DOI or URL of the report: https://osf.io/gj87u/?view_only=c25468dd21a245139581832cf95f55ea
Version of the report: 001_Manuscript_Revised_221013
One of the original reviewers was available to evaluate your revised manuscript, and as you will see the reviewer is satisfied with many aspects of your revision (as was I based on my own reading). You will find some remaining points to clarify concerning the rationale and methodology, including some specific aspects of study design and measurement. Provided you are able to respond to these remaining points thoroughly in a further revision and response, Stage 1 in-principle should be forthcoming without requiring further in depth review.
I thank the authors for the substantial edits made to the paper, and I think the design and background are much more clearly justified now. I have a few comments on some of the specifics below.
First line: “Across domains, older children appear to be more intentional in their actions…” How old are older children here?
Minor point: In the Abstract, I assume it is meant, assigned to one of two conditions?
p. 6 lines 214-215. Why is the effect of prompting expected to be stronger among younger children? Is that simply because the older children are expected to be more likely to generate an efficient test without prompting so there is less room for improvement? Or is there something beyond that?
Line 224 As I read this, I was curious about the operationalization of “plausible explanation” but I know that is discussed further later.
Line 227 Explore question – I assume there is an expectation that the vast majority would want to explore? Is it a problem if too many children say no?

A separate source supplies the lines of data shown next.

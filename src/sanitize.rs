use std::borrow::Cow;

use encoding_rs::WINDOWS_1252;

/// Cleans a channel name scraped out of a playlist.
///
/// Repairs UTF-8 text that was mis-decoded as a single-byte encoding, drops every
/// character that isn't a CJK ideograph, an ASCII letter or digit, whitespace, `-`,
/// `_` or `#`, then trims the result. Never fails; the output may be empty.
#[must_use]
pub fn sanitize(raw: &str) -> String {
    let repaired = repair_mojibake(raw).map_or(Cow::Borrowed(raw), Cow::Owned);

    repaired
        .chars()
        .filter(|&c| is_kept(c))
        .collect::<String>()
        .trim()
        .to_string()
}

/// Re-reads a mis-decoded string as UTF-8.
///
/// Returns `None` when the string is plain ASCII or when its single-byte form is not
/// valid UTF-8, in which case the caller keeps the original.
#[must_use]
pub fn repair_mojibake(raw: &str) -> Option<String> {
    if raw.is_ascii() {
        return None;
    }

    let bytes = latin1_bytes(raw).or_else(|| windows_1252_bytes(raw))?;
    String::from_utf8(bytes).ok().filter(|s| s != raw)
}

fn latin1_bytes(s: &str) -> Option<Vec<u8>> {
    s.chars().map(|c| u8::try_from(u32::from(c)).ok()).collect()
}

fn windows_1252_bytes(s: &str) -> Option<Vec<u8>> {
    let (bytes, _, had_unmappable) = WINDOWS_1252.encode(s);
    (!had_unmappable).then(|| bytes.into_owned())
}

fn is_kept(c: char) -> bool {
    c.is_ascii_alphanumeric() || c.is_whitespace() || matches!(c, '-' | '_' | '#') || is_cjk(c)
}

const fn is_cjk(c: char) -> bool {
    matches!(c,
        '\u{3400}'..='\u{4DBF}'
        | '\u{4E00}'..='\u{9FFF}'
        | '\u{F900}'..='\u{FAFF}'
        | '\u{20000}'..='\u{2A6DF}')
}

Is there a reason you are not just asking directly how they would test if they wanted to find out the truth of the claim? That is basically the same question asked in the second task, but with an opportunity for an open-ended response rather than a choice among fixed options. I also note you have no research questions explicitly looking at the responses to the Explore question, just the follow-up Design question.
Line 309 Prediction 4 also predicts an age effect/interaction.
Lines 319-328 I like the addition of the separate test of three surprising claims with multiple choice options to confirm children of all ages can accurately assess testing strategies.
Lines 406 “how certain or uncertain they were in the belief” – it is a dichotomous question of sure or not sure, not a rating, correct?
Lines 679 – would a mechanistic but physically inaccurate answer count as plausible?
Table 1 is a helpful study template.
For Q 3 in the table, do you mean Design average is the DV? Reasoning average is only for the prompted condition. But then Q 4 analyses seem to address many of the same questions, so I am a little unclear on the distinctions here.
I wondered about pilot testing of stimuli, confirming these are often surprising, though I know you’ve made reference to developing your stimuli based on previous studies, so if that is the source, perhaps that could be noted explicitly.
Overall, though, I am much more supportive of the current iteration of the proposal and think it has the potential to add to our understanding of children's developing reasoning and metacognitive skills.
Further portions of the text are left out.